### Exercise prompt
Of the material below, only the lines from the line containing "self.iter().filter_map(|r| r.amount).collect()" down to the line containing "an empty view." belong in the answer, written out exactly.

### Task material
• • • • •

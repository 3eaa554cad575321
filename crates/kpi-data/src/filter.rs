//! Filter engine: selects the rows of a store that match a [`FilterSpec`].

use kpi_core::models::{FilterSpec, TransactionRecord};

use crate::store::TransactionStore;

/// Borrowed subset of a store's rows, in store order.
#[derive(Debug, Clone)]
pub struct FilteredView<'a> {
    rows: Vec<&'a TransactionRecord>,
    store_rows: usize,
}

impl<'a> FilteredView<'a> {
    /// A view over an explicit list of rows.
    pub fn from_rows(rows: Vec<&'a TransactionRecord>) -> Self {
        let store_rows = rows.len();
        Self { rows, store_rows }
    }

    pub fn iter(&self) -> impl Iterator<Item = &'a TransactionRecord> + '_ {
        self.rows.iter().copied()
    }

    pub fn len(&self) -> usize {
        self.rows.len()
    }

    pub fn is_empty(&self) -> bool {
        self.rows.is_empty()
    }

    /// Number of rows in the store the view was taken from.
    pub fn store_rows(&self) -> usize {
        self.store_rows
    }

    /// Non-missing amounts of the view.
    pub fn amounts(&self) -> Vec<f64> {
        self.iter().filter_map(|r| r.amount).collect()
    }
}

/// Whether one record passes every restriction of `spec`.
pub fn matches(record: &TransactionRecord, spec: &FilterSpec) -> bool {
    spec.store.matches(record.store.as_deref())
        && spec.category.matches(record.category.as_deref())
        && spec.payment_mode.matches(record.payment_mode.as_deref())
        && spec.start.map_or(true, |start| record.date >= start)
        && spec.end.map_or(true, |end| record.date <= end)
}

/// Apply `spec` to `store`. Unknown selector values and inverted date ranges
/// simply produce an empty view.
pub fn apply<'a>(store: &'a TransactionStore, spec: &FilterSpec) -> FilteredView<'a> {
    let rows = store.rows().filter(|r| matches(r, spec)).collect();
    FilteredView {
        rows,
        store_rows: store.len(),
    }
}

• • • • •

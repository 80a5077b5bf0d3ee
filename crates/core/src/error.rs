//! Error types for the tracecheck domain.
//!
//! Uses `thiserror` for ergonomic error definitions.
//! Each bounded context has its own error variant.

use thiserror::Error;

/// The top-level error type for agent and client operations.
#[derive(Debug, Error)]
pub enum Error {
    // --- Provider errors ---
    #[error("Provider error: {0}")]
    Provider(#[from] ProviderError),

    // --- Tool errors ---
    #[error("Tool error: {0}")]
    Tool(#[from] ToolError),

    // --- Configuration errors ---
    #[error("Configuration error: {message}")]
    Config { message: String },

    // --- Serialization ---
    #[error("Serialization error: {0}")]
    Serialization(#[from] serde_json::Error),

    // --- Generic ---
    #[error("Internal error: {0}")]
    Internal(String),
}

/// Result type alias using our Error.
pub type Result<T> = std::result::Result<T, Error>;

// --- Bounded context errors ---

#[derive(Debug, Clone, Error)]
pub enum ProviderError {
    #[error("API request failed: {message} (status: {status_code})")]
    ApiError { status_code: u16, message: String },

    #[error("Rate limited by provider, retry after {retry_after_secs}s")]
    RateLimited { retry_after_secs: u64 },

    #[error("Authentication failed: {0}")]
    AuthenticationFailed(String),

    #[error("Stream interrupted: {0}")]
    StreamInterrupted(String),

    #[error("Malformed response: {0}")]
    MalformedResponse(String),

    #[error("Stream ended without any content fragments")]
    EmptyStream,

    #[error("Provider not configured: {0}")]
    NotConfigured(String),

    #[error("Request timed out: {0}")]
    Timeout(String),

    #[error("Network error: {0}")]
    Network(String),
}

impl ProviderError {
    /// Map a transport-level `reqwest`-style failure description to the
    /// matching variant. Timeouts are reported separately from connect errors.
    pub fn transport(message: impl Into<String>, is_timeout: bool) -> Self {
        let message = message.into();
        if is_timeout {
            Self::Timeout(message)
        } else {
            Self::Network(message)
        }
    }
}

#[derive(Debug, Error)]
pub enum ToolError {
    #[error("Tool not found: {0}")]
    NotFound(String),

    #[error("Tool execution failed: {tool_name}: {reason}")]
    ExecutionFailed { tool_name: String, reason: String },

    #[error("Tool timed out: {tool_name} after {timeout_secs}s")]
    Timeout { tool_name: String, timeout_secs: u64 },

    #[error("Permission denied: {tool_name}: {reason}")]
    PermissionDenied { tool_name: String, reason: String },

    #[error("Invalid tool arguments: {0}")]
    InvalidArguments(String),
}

• • • • •

### Finished task
        self.iter().filter_map(|r| r.amount).collect()
    }
}

/// Whether one record passes every restriction of `spec`.
pub fn matches(record: &TransactionRecord, spec: &FilterSpec) -> bool {
    spec.store.matches(record.store.as_deref())
        && spec.category.matches(record.category.as_deref())
        && spec.payment_mode.matches(record.payment_mode.as_deref())
        && spec.start.map_or(true, |start| record.date >= start)
        && spec.end.map_or(true, |end| record.date <= end)
}

/// Apply `spec` to `store`. Unknown selector values and inverted date ranges
/// simply produce an empty view.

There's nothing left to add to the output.